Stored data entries
-=-=-=-=-
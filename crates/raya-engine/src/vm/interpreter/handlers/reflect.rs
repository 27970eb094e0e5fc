//! Reflect built-in method handlers and helpers

use crate::compiler::Module;
use crate::vm::interpreter::Interpreter;
use crate::vm::interpreter::core::value_to_f64;
use crate::vm::object::{Array, Closure, MapObject, Object, RayaString};
use crate::vm::reflect::{ObjectDiff, ObjectSnapshot, SnapshotContext, SnapshotValue};
use crate::vm::scheduler::Task;
use crate::vm::stack::Stack;
use crate::vm::value::Value;
use crate::vm::VmError;
use std::sync::Arc;
impl BytecodeWriter {
    /// Create a new bytecode writer
    pub fn new() -> Self {
        Self { buffer: Vec::new() }
    }

    /// Create a new bytecode writer with capacity
    pub fn with_capacity(capacity: usize) -> Self {
        Self {
            buffer: Vec::with_capacity(capacity),
        }
    }

    /// Get the current bytecode buffer
    pub fn buffer(&self) -> &[u8] {
        &self.buffer
    }

    /// Consume the writer and return the bytecode buffer
    pub fn into_bytes(self) -> Vec<u8> {
        self.buffer
    }

    /// Get the current offset (length of bytecode)
    pub fn offset(&self) -> usize {
        self.buffer.len()
    }

    /// Clear the buffer
    pub fn clear(&mut self) {
        self.buffer.clear();
    }

    // ===== Basic Emission =====

    /// Emit a raw byte
    pub fn emit_u8(&mut self, value: u8) {
        self.buffer.push(value);
    }

    /// Emit a 16-bit unsigned integer (little-endian)
    pub fn emit_u16(&mut self, value: u16) {
        self.buffer.extend_from_slice(&value.to_le_bytes());
    }

    /// Emit a 32-bit unsigned integer (little-endian)
    pub fn emit_u32(&mut self, value: u32) {
        self.buffer.extend_from_slice(&value.to_le_bytes());
    }

    /// Emit a 32-bit signed integer (little-endian)
    pub fn emit_i32(&mut self, value: i32) {
        self.buffer.extend_from_slice(&value.to_le_bytes());
    }

    /// Emit a 64-bit float (little-endian)
    pub fn emit_f64(&mut self, value: f64) {
        self.buffer.extend_from_slice(&value.to_le_bytes());
    }

    // ===== Opcode Emission =====

    /// Emit an opcode without operands
    pub fn emit_opcode(&mut self, opcode: Opcode) {
        self.emit_u8(opcode.to_u8());
    }

    // ===== Stack Manipulation & Constants =====

    /// Emit NOP instruction
    pub fn emit_nop(&mut self) {
        self.emit_opcode(Opcode::Nop);
    }

    /// Emit POP instruction
    pub fn emit_pop(&mut self) {
        self.emit_opcode(Opcode::Pop);
    }

    /// Emit DUP instruction
    pub fn emit_dup(&mut self) {
        self.emit_opcode(Opcode::Dup);
    }

    /// Emit SWAP instruction
    pub fn emit_swap(&mut self) {
        self.emit_opcode(Opcode::Swap);
    }

    /// Emit CONST_NULL instruction
    pub fn emit_const_null(&mut self) {
        self.emit_opcode(Opcode::ConstNull);
    }

    /// Emit CONST_TRUE instruction
    pub fn emit_const_true(&mut self) {
        self.emit_opcode(Opcode::ConstTrue);
    }

    /// Emit CONST_FALSE instruction
    pub fn emit_const_false(&mut self) {
        self.emit_opcode(Opcode::ConstFalse);
    }

    /// Emit CONST_I32 instruction with value
    pub fn emit_const_i32(&mut self, value: i32) {
        self.emit_opcode(Opcode::ConstI32);
        self.emit_i32(value);
    }

    /// Emit CONST_F64 instruction with value
    pub fn emit_const_f64(&mut self, value: f64) {
        self.emit_opcode(Opcode::ConstF64);
        self.emit_f64(value);
    }

    /// Emit CONST_STR instruction with constant pool index
    pub fn emit_const_str(&mut self, index: u32) {
        self.emit_opcode(Opcode::ConstStr);
        self.emit_u32(index);
    }

    /// Emit LOAD_CONST instruction with constant pool index
    pub fn emit_load_const(&mut self, index: u32) {
        self.emit_opcode(Opcode::LoadConst);
        self.emit_u32(index);
    }

    // ===== Local Variables =====

    /// Emit LOAD_LOCAL instruction
    pub fn emit_load_local(&mut self, index: u16) {
        self.emit_opcode(Opcode::LoadLocal);
        self.emit_u16(index);
    }

    /// Emit STORE_LOCAL instruction
    pub fn emit_store_local(&mut self, index: u16) {
        self.emit_opcode(Opcode::StoreLocal);
        self.emit_u16(index);
    }

    /// Emit LOAD_LOCAL_0 instruction (optimized)
    pub fn emit_load_local_0(&mut self) {
        self.emit_opcode(Opcode::LoadLocal0);
    }

    /// Emit LOAD_LOCAL_1 instruction (optimized)
    pub fn emit_load_local_1(&mut self) {
        self.emit_opcode(Opcode::LoadLocal1);
    }

    /// Emit STORE_LOCAL_0 instruction (optimized)
    pub fn emit_store_local_0(&mut self) {
        self.emit_opcode(Opcode::StoreLocal0);
    }

    /// Emit STORE_LOCAL_1 instruction (optimized)
    pub fn emit_store_local_1(&mut self) {
        self.emit_opcode(Opcode::StoreLocal1);
    }

    // ===== Integer Arithmetic =====

    /// Emit IADD instruction
    pub fn emit_iadd(&mut self) {
        self.emit_opcode(Opcode::Iadd);
    }

    /// Emit ISUB instruction
    pub fn emit_isub(&mut self) {
        self.emit_opcode(Opcode::Isub);
    }

    /// Emit IMUL instruction
    pub fn emit_imul(&mut self) {
        self.emit_opcode(Opcode::Imul);
    }

    /// Emit IDIV instruction
    pub fn emit_idiv(&mut self) {
        self.emit_opcode(Opcode::Idiv);
    }

    /// Emit IMOD instruction
    pub fn emit_imod(&mut self) {
        self.emit_opcode(Opcode::Imod);
    }

    /// Emit INEG instruction
    pub fn emit_ineg(&mut self) {
        self.emit_opcode(Opcode::Ineg);
    }

    // ===== Float Arithmetic =====

    /// Emit FADD instruction
    pub fn emit_fadd(&mut self) {
        self.emit_opcode(Opcode::Fadd);
    }

    /// Emit FSUB instruction
    pub fn emit_fsub(&mut self) {
        self.emit_opcode(Opcode::Fsub);
    }

    /// Emit FMUL instruction
    pub fn emit_fmul(&mut self) {
        self.emit_opcode(Opcode::Fmul);
    }

    /// Emit FDIV instruction
    pub fn emit_fdiv(&mut self) {
        self.emit_opcode(Opcode::Fdiv);
    }

    /// Emit FNEG instruction
    pub fn emit_fneg(&mut self) {
        self.emit_opcode(Opcode::Fneg);
    }

    // ===== Number Arithmetic =====

    /// Emit NADD instruction
    pub fn emit_nadd(&mut self) {
        self.emit_opcode(Opcode::Nadd);
    }

    /// Emit NSUB instruction
    pub fn emit_nsub(&mut self) {
        self.emit_opcode(Opcode::Nsub);
    }

    /// Emit NMUL instruction
    pub fn emit_nmul(&mut self) {
        self.emit_opcode(Opcode::Nmul);
    }

    /// Emit NDIV instruction
    pub fn emit_ndiv(&mut self) {
        self.emit_opcode(Opcode::Ndiv);
    }

    /// Emit NMOD instruction
    pub fn emit_nmod(&mut self) {
        self.emit_opcode(Opcode::Nmod);
    }

    /// Emit NNEG instruction
    pub fn emit_nneg(&mut self) {
        self.emit_opcode(Opcode::Nneg);
    }

    // ===== Control Flow =====

    /// Emit JMP instruction
    pub fn emit_jmp(&mut self, offset: i32) {
        self.emit_opcode(Opcode::Jmp);
        self.emit_i32(offset);
    }

    /// Emit JMP_IF_FALSE instruction
    pub fn emit_jmp_if_false(&mut self, offset: i32) {
        self.emit_opcode(Opcode::JmpIfFalse);
        self.emit_i32(offset);
    }

    /// Emit JMP_IF_TRUE instruction
    pub fn emit_jmp_if_true(&mut self, offset: i32) {
        self.emit_opcode(Opcode::JmpIfTrue);
        self.emit_i32(offset);
    }

    /// Emit JMP_IF_NULL instruction
    pub fn emit_jmp_if_null(&mut self, offset: i32) {
        self.emit_opcode(Opcode::JmpIfNull);
        self.emit_i32(offset);
    }

    /// Emit JMP_IF_NOT_NULL instruction
    pub fn emit_jmp_if_not_null(&mut self, offset: i32) {
        self.emit_opcode(Opcode::JmpIfNotNull);
        self.emit_i32(offset);
    }

    // ===== Function Calls =====

    /// Emit CALL instruction
    pub fn emit_call(&mut self, func_index: u32, arg_count: u16) {
        self.emit_opcode(Opcode::Call);
        self.emit_u32(func_index);
        self.emit_u16(arg_count);
    }

    /// Emit CALL_METHOD instruction
    pub fn emit_call_method(&mut self, method_index: u32, arg_count: u16) {
        self.emit_opcode(Opcode::CallMethod);
        self.emit_u32(method_index);
        self.emit_u16(arg_count);
    }

    /// Emit RETURN instruction
    pub fn emit_return(&mut self) {
        self.emit_opcode(Opcode::Return);
    }

    /// Emit RETURN_VOID instruction
    pub fn emit_return_void(&mut self) {
        self.emit_opcode(Opcode::ReturnVoid);
    }

    /// Emit CALL_CONSTRUCTOR instruction
    pub fn emit_call_constructor(&mut self, ctor_index: u32, arg_count: u16) {
        self.emit_opcode(Opcode::CallConstructor);
        self.emit_u32(ctor_index);
        self.emit_u16(arg_count);
    }

    /// Emit CALL_SUPER instruction
    pub fn emit_call_super(&mut self, super_ctor_index: u32, arg_count: u16) {
        self.emit_opcode(Opcode::CallSuper);
        self.emit_u32(super_ctor_index);
        self.emit_u16(arg_count);
    }

    /// Emit CALL_STATIC instruction
    pub fn emit_call_static(&mut self, method_index: u32, arg_count: u16) {
        self.emit_opcode(Opcode::CallStatic);
        self.emit_u32(method_index);
        self.emit_u16(arg_count);
    }

    // ===== Object Operations =====

    /// Emit NEW instruction
    pub fn emit_new(&mut self, class_index: u32) {
        self.emit_opcode(Opcode::New);
        self.emit_u32(class_index);
    }

    /// Emit LOAD_FIELD instruction
    pub fn emit_load_field(&mut self, field_offset: u16) {
        self.emit_opcode(Opcode::LoadField);
        self.emit_u16(field_offset);
    }

    /// Emit STORE_FIELD instruction
    pub fn emit_store_field(&mut self, field_offset: u16) {
        self.emit_opcode(Opcode::StoreField);
        self.emit_u16(field_offset);
    }

    /// Emit LOAD_FIELD_FAST instruction
    pub fn emit_load_field_fast(&mut self, offset: u16) {
        self.emit_opcode(Opcode::LoadFieldFast);
        self.emit_u16(offset);
    }

    /// Emit STORE_FIELD_FAST instruction
    pub fn emit_store_field_fast(&mut self, offset: u16) {
        self.emit_opcode(Opcode::StoreFieldFast);
        self.emit_u16(offset);
    }

    /// Emit OBJECT_LITERAL instruction
    pub fn emit_object_literal(&mut self, type_index: u32, field_count: u16) {
        self.emit_opcode(Opcode::ObjectLiteral);
        self.emit_u32(type_index);
        self.emit_u16(field_count);
    }

    /// Emit INIT_OBJECT instruction
    pub fn emit_init_object(&mut self, count: u16) {
        self.emit_opcode(Opcode::InitObject);
        self.emit_u16(count);
    }

    /// Emit OPTIONAL_FIELD instruction
    pub fn emit_optional_field(&mut self, offset: u16) {
        self.emit_opcode(Opcode::OptionalField);
        self.emit_u16(offset);
    }

    // ===== Array Operations =====

    /// Emit NEW_ARRAY instruction
    pub fn emit_new_array(&mut self, type_index: u32) {
        self.emit_opcode(Opcode::NewArray);
        self.emit_u32(type_index);
    }

    /// Emit LOAD_ELEM instruction
    pub fn emit_load_elem(&mut self) {
        self.emit_opcode(Opcode::LoadElem);
    }

    /// Emit STORE_ELEM instruction
    pub fn emit_store_elem(&mut self) {
        self.emit_opcode(Opcode::StoreElem);
    }

    /// Emit ARRAY_LEN instruction
    pub fn emit_array_len(&mut self) {
        self.emit_opcode(Opcode::ArrayLen);
    }

    /// Emit ARRAY_LITERAL instruction
    pub fn emit_array_literal(&mut self, type_index: u32, length: u32) {
        self.emit_opcode(Opcode::ArrayLiteral);
        self.emit_u32(type_index);
        self.emit_u32(length);
    }

    /// Emit INIT_ARRAY instruction
    pub fn emit_init_array(&mut self, count: u16) {
        self.emit_opcode(Opcode::InitArray);
        self.emit_u16(count);
    }

    // ===== Task & Concurrency =====

    /// Emit SPAWN instruction
    pub fn emit_spawn(&mut self, func_index: u32, arg_count: u16) {
        self.emit_opcode(Opcode::Spawn);
        self.emit_u32(func_index);
        self.emit_u16(arg_count);
    }

    /// Emit AWAIT instruction
    pub fn emit_await(&mut self) {
        self.emit_opcode(Opcode::Await);
    }

    /// Emit YIELD instruction
    pub fn emit_yield(&mut self) {
        self.emit_opcode(Opcode::Yield);
    }

    /// Emit TASK_THEN instruction
    pub fn emit_task_then(&mut self, func_index: u32) {
        self.emit_opcode(Opcode::TaskThen);
        self.emit_u32(func_index);
    }

    // ===== Synchronization & Error Handling =====

    /// Emit NEW_MUTEX instruction
    pub fn emit_new_mutex(&mut self) {
        self.emit_opcode(Opcode::NewMutex);
    }

    /// Emit MUTEX_LOCK instruction
    pub fn emit_mutex_lock(&mut self) {
        self.emit_opcode(Opcode::MutexLock);
    }

    /// Emit MUTEX_UNLOCK instruction
    pub fn emit_mutex_unlock(&mut self) {
        self.emit_opcode(Opcode::MutexUnlock);
    }

    /// Emit THROW instruction
    pub fn emit_throw(&mut self) {
        self.emit_opcode(Opcode::Throw);
    }

    /// Emit TRAP instruction
    pub fn emit_trap(&mut self, error_code: u16) {
        self.emit_opcode(Opcode::Trap);
        self.emit_u16(error_code);
    }

    // ===== Global Variables =====

    /// Emit LOAD_GLOBAL instruction
    pub fn emit_load_global(&mut self, index: u32) {
        self.emit_opcode(Opcode::LoadGlobal);
        self.emit_u32(index);
    }

    /// Emit STORE_GLOBAL instruction
    pub fn emit_store_global(&mut self, index: u32) {
        self.emit_opcode(Opcode::StoreGlobal);
        self.emit_u32(index);
    }

    // ===== Closures =====

    /// Emit MAKE_CLOSURE instruction
    pub fn emit_make_closure(&mut self, func_index: u32, capture_count: u16) {
        self.emit_opcode(Opcode::MakeClosure);
        self.emit_u32(func_index);
        self.emit_u16(capture_count);
    }

    /// Emit CLOSE_VAR instruction
    pub fn emit_close_var(&mut self, local_index: u16) {
        self.emit_opcode(Opcode::CloseVar);
        self.emit_u16(local_index);
    }

    /// Emit LOAD_CAPTURED instruction
    pub fn emit_load_captured(&mut self, index: u16) {
        self.emit_opcode(Opcode::LoadCaptured);
        self.emit_u16(index);
    }

    /// Emit STORE_CAPTURED instruction
    pub fn emit_store_captured(&mut self, index: u16) {
        self.emit_opcode(Opcode::StoreCaptured);
        self.emit_u16(index);
    }

    // ===== Module Operations =====

    /// Emit LOAD_MODULE instruction
    pub fn emit_load_module(&mut self, module_index: u32) {
        self.emit_opcode(Opcode::LoadModule);
        self.emit_u32(module_index);
    }

    // ===== Patching (for forward jumps) =====

    /// Patch a previously emitted i32 value at the given offset
    pub fn patch_i32(&mut self, offset: usize, value: i32) {
        let bytes = value.to_le_bytes();
        self.buffer[offset..offset + 4].copy_from_slice(&bytes);
    }

    /// Patch a previously emitted u32 value at the given offset
    pub fn patch_u32(&mut self, offset: usize, value: u32) {
        let bytes = value.to_le_bytes();
        self.buffer[offset..offset + 4].copy_from_slice(&bytes);
    }

    /// Reserve space for an i32 value (returns offset for later patching)
    pub fn reserve_i32(&mut self) -> usize {
        let offset = self.offset();
        self.emit_i32(0);
        offset
    }

    /// Reserve space for a u32 value (returns offset for later patching)
    pub fn reserve_u32(&mut self) -> usize {
        let offset = self.offset();
        self.emit_u32(0);
        offset
    }
}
-=-=-=-=-
▸ WHAT TO PRODUCE
Which of the lines above hold the word "pool"? Copy each one.

▸ YOUR RESPONSE
    /// Emit CONST_STR instruction with constant pool index
    /// Emit LOAD_CONST instruction with constant pool index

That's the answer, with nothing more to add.